Kyle,
I have no idea what you're talking about, sorry.
I think the best way to handle that is to go write an
I-D describing what you'd like and then send the URL
here. (Honestly, in my experience it helps a lot.)
S.
On 02/09/2012 03:09 AM, Kyle Hamilton wrote:
Once upon a time in the IETF, there was a mandatory-to-implement cipher.
This cipher was the best-selected at the time, using cutting-edge
technologies.
Time changed. The new mandatory-to-implement cipher came along.
Why haven't we ever considered that maybe S/MIME doesn't have to be
fully authenticated on first contact?
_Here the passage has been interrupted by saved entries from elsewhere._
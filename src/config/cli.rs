//! CLI argument parsing using clap.
//!
//! Defines the command-line interface with all options and subcommands.

use std::path::{Path, PathBuf};

use clap::{Parser, Subcommand, ValueEnum};

use crate::plan::{CoupledPacking, FreeOrder};

use super::defaults;

/// paramsync: parameter set reconciliation
///
/// Brings a remote database parameter set in line with a desired-state
/// file, submitting changes in bounded batches that keep coupled settings
/// together.
#[derive(Debug, Parser)]
#[command(name = "paramsync")]
#[command(version, about, long_about = None)]
pub struct Cli {
    /// Subcommand to run
    #[command(subcommand)]
    pub command: Command,

    /// Control plane base URL
    #[arg(long, global = true)]
    pub endpoint: Option<String>,

    /// Bearer token for Authorization header
    #[arg(long, global = true)]
    pub bearer: Option<String>,

    /// HTTP headers in 'Key=Value' or 'Key: Value' format (can be specified multiple times)
    #[arg(long = "header", value_name = "K=V", global = true)]
    pub headers: Vec<String>,

    /// Per-call timeout in seconds
    #[arg(long, global = true)]
    pub timeout: Option<u64>,

    /// Maximum number of settings per remote call
    #[arg(long = "max-chunk-size", global = true)]
    pub max_chunk_size: Option<usize>,

    /// How coupled groups share chunks
    #[arg(long = "coupled-packing", value_enum, global = true)]
    pub coupled_packing: Option<CoupledPackingArg>,

    /// Order in which uncoupled settings are packed
    #[arg(long = "free-order", value_enum, global = true)]
    pub free_order: Option<FreeOrderArg>,

    /// Maximum number of attempts per remote call
    #[arg(long = "retry-max", global = true)]
    pub retry_max: Option<u32>,

    /// Initial retry delay in milliseconds
    #[arg(long = "retry-delay", value_name = "MS", global = true)]
    pub retry_delay: Option<u64>,

    /// Path to configuration file
    #[arg(long, short, global = true)]
    pub config: Option<PathBuf>,

    /// Enable verbose logging
    #[arg(long, short, global = true)]
    pub verbose: bool,
}

/// Subcommands for paramsync
#[derive(Debug, Subcommand)]
pub enum Command {
    /// Generate a default configuration file
    Init {
        /// Output path for the configuration file
        #[arg(long, short, default_value = defaults::CONFIG_FILE)]
        output: PathBuf,

        /// Overwrite an existing file
        #[arg(long)]
        force: bool,
    },

    /// Show the chunks an apply would submit, without changing anything
    Plan {
        /// Desired-state file
        desired: PathBuf,

        /// Plan against an empty remote instead of describing the live one
        #[arg(long)]
        offline: bool,
    },

    /// Reconcile the remote parameter set with the desired-state file
    Apply {
        /// Desired-state file
        desired: PathBuf,
    },

    /// Delete the remote parameter set
    Destroy {
        /// Desired-state file naming the parameter set
        desired: PathBuf,

        /// Keep the remote parameter set and only report it as retained
        #[arg(long)]
        retain: bool,
    },
}

impl Command {
    /// Returns the desired-state file path, if the command takes one.
    #[must_use]
    pub fn desired_path(&self) -> Option<&Path> {
        match self {
            Self::Init { .. } => None,
            Self::Plan { desired, .. } | Self::Apply { desired } | Self::Destroy { desired, .. } => {
                Some(desired)
            }
        }
    }

    /// Returns true if the command needs to reach the control plane.
    #[must_use]
    pub const fn needs_remote(&self) -> bool {
        match self {
            Self::Init { .. } => false,
            Self::Plan { offline, .. } => !*offline,
            Self::Apply { .. } | Self::Destroy { .. } => true,
        }
    }
}

/// Coupled packing argument for CLI parsing
#[derive(Debug, Clone, Copy, PartialEq, Eq, ValueEnum)]
pub enum CoupledPackingArg {
    /// One chunk per coupled group
    #[value(name = "isolated")]
    Isolated,
    /// Pack coupled groups and top up with free settings
    #[value(name = "fill")]
    Fill,
}

impl From<CoupledPackingArg> for CoupledPacking {
    fn from(arg: CoupledPackingArg) -> Self {
        match arg {
            CoupledPackingArg::Isolated => Self::Isolated,
            CoupledPackingArg::Fill => Self::Fill,
        }
    }
}

/// Free-setting order argument for CLI parsing
#[derive(Debug, Clone, Copy, PartialEq, Eq, ValueEnum)]
pub enum FreeOrderArg {
    /// Keep the order of the desired-state file
    #[value(name = "input")]
    Input,
    /// Immediate settings before pending-reboot settings
    #[value(name = "immediate-first")]
    ImmediateFirst,
}

impl From<FreeOrderArg> for FreeOrder {
    fn from(arg: FreeOrderArg) -> Self {
        match arg {
            FreeOrderArg::Input => Self::Input,
            FreeOrderArg::ImmediateFirst => Self::ImmediateFirst,
        }
    }
}

impl Cli {
    /// Parses CLI arguments from the command line.
    #[must_use]
    pub fn parse_args() -> Self {
        Self::parse()
    }

    /// Parses CLI arguments from an iterator (useful for testing).
    pub fn parse_from_iter<I, T>(iter: I) -> Self
    where
        I: IntoIterator<Item = T>,
        T: Into<std::ffi::OsString> + Clone,
    {
        Self::parse_from(iter)
    }

    /// Returns true if this is the init command.
    #[must_use]
    pub const fn is_init(&self) -> bool {
        matches!(self.command, Command::Init { .. })
    }
}
//! Error types for chunk submission.

use thiserror::Error;

use crate::remote::RemoteError;
use crate::setting::SettingName;

/// Why a submission was given up.
#[derive(Debug, Clone, PartialEq, Eq, Error)]
pub enum FailureCause {
    /// Every attempt failed transiently.
    #[error("Gave up after {attempts} attempt(s): {last}")]
    Transient {
        /// Attempts made, the first one included.
        attempts: u32,
        /// Message of the last transient error.
        last: String,
    },

    /// The remote rejected the request.
    #[error("Rejected by remote: {0}")]
    Validation(String),

    /// The parameter set does not exist.
    #[error("Parameter set '{0}' not found")]
    NotFound(String),

    /// The cancellation token fired before the submission could complete.
    #[error("Cancelled")]
    Cancelled,
}

impl FailureCause {
    /// Converts a terminal remote error observed after `attempts` attempts.
    #[must_use]
    pub fn from_remote(error: RemoteError, attempts: u32) -> Self {
        match error {
            RemoteError::Transient(last) => Self::Transient { attempts, last },
            RemoteError::Validation(message) => Self::Validation(message),
            RemoteError::NotFound(resource) => Self::NotFound(resource),
        }
    }

    /// Returns true for [`FailureCause::NotFound`].
    #[must_use]
    pub const fn is_not_found(&self) -> bool {
        matches!(self, Self::NotFound(_))
    }
}

/// A chunk could not be submitted; later chunks were not attempted.
#[derive(Debug, Clone, PartialEq, Eq, Error)]
#[error("Chunk {chunk_index} [{}] failed: {cause}", join(.names))]
pub struct ApplyError {
    /// Position of the failing chunk in submission order (0-based).
    pub chunk_index: usize,
    /// Setting names in the failing chunk.
    pub names: Vec<SettingName>,
    /// What went wrong.
    #[source]
    pub cause: FailureCause,
}

fn join(names: &[SettingName]) -> String {
    names
        .iter()
        .map(SettingName::as_str)
        .collect::<Vec<_>>()
        .join(", ")
}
Why haven't we considered that
with only a single certificate chain, the user would first have to
communicate his MUA capabilities to his CA and then not upgrade his mail
client without coordination?
Instead, we should have a new header in our email.
X-Secure-MIME-Capabilities:
We could make it contain a base64-encoded representation of what the
Capabilities extension's OCTET STRING would contain. Or we could assign
labels to the various cipher algorithms to make them human-readable.
Instead of thinking along the lines of "only the named recipient will
get it", why don't we start thinking along the lines of "the destination
mailbox will be able to get it"?
From there, it becomes fairly easy. "I must ensure that the symmetric
key used to encrypt the message can be decrypted by all of my user
devices and recovery keys." A procmail recipe could perhaps re-send the
message with additional recipient keys.
At that point, it's "what if I don't have my keys on the device where I
can run procmail?" IMAP becomes a useful tool, as does POP3. They can't
alter messages, but they permit a daemon that can, for example, ensure
that its re(multiply)destined messages make it back into the mailbox
before the original, single-destination message is purged.
This would also allow for additional commands to be sent from the
devices to the keystore, such as "sign this with my corporate key" or
"send this to [email protected] with the best security you know how to
do".
The problem is...?
-Kyle H
On Wed, Feb 8, 2012 at 6:11 PM, Stephen Farrell
<[email protected]> wrote:
<trying to poke things along a bit more actively hat on>
So S/MIME works fine in many cases but does not work well
between random people connected to the Internet, unlike email.
That's a pity.
Its not an easy problem though, XMPP have been trying for a
good while and we don't even seem to have a good solution for
SIP or Diameter which ought be much easier.
I guess if this discussion lead to a way to manage keys that
could work at the same scale as email that would be a major
advance. I don't expect that myself.
And of course, whatever the right answer there (if there
is one) is maybe very different from how we might manage keys
for web servers or MTAs or XMPP servers.
Maybe we ought also think about whether or not the same key
management scheme is right for all those or not as part of
this too and whether we're able to solve all or just some/one
of those problems.
Put another way: maybe it'd be better to tighten the focus
a teeny bit more on this list. Specific suggestions for topics
welcome. Why not start a new thread with your favourite
problem that's worth solving and maybe solveable. (Being the
IETF, we're not very interested in other things in the end:-)
S.
PS: I bet I'm not the only one who can no longer associate
the subject line with the content. Be good to be better at
that since it'll help to try move towards some concrete
outcomes here.
On 02/09/2012 01:22 AM, Phillip Hallam-Baker wrote:
Alice has three mobile phones and six laptops.
Using embedded keys in those devices for authorization is no problem
since each device can have a separate private key and the
authentication server tracks the fact that there are nine devices that
might authenticate Alice.
The same model can even be made to work for confidentiality. Alice can
read her DRM protected Kindle content on any one of those devices.
(Though there may be limits on how many devices the DRM scheme will
permit).
Trying to make S/MIME email work in that scenario is futile. The
sender only tracks one private key for Alice. So Alice has to export
her private key to all her S/MIME clients. Not only is that terrible
security practice, it is too much work. Worse, Alice has to repeat the
process once a year.
That is why I no longer believe that end-to-end is a desirable
quality. A security requirement that does not consider the cost it
imposes versus the risks it mitigates is ideology.
On Wed, Feb 8, 2012 at 4:52 PM, Stephen Kent<[email protected]> wrote:
At 3:03 PM -0500 2/8/12, Phillip Hallam-Baker wrote:
But authentication works in that scenario because the protocols can
allow
each user to have as many keys as they need. The key is not shared
across
devices, the protocols allow for multiple cards per end user
Sorry, I don't understand you comment.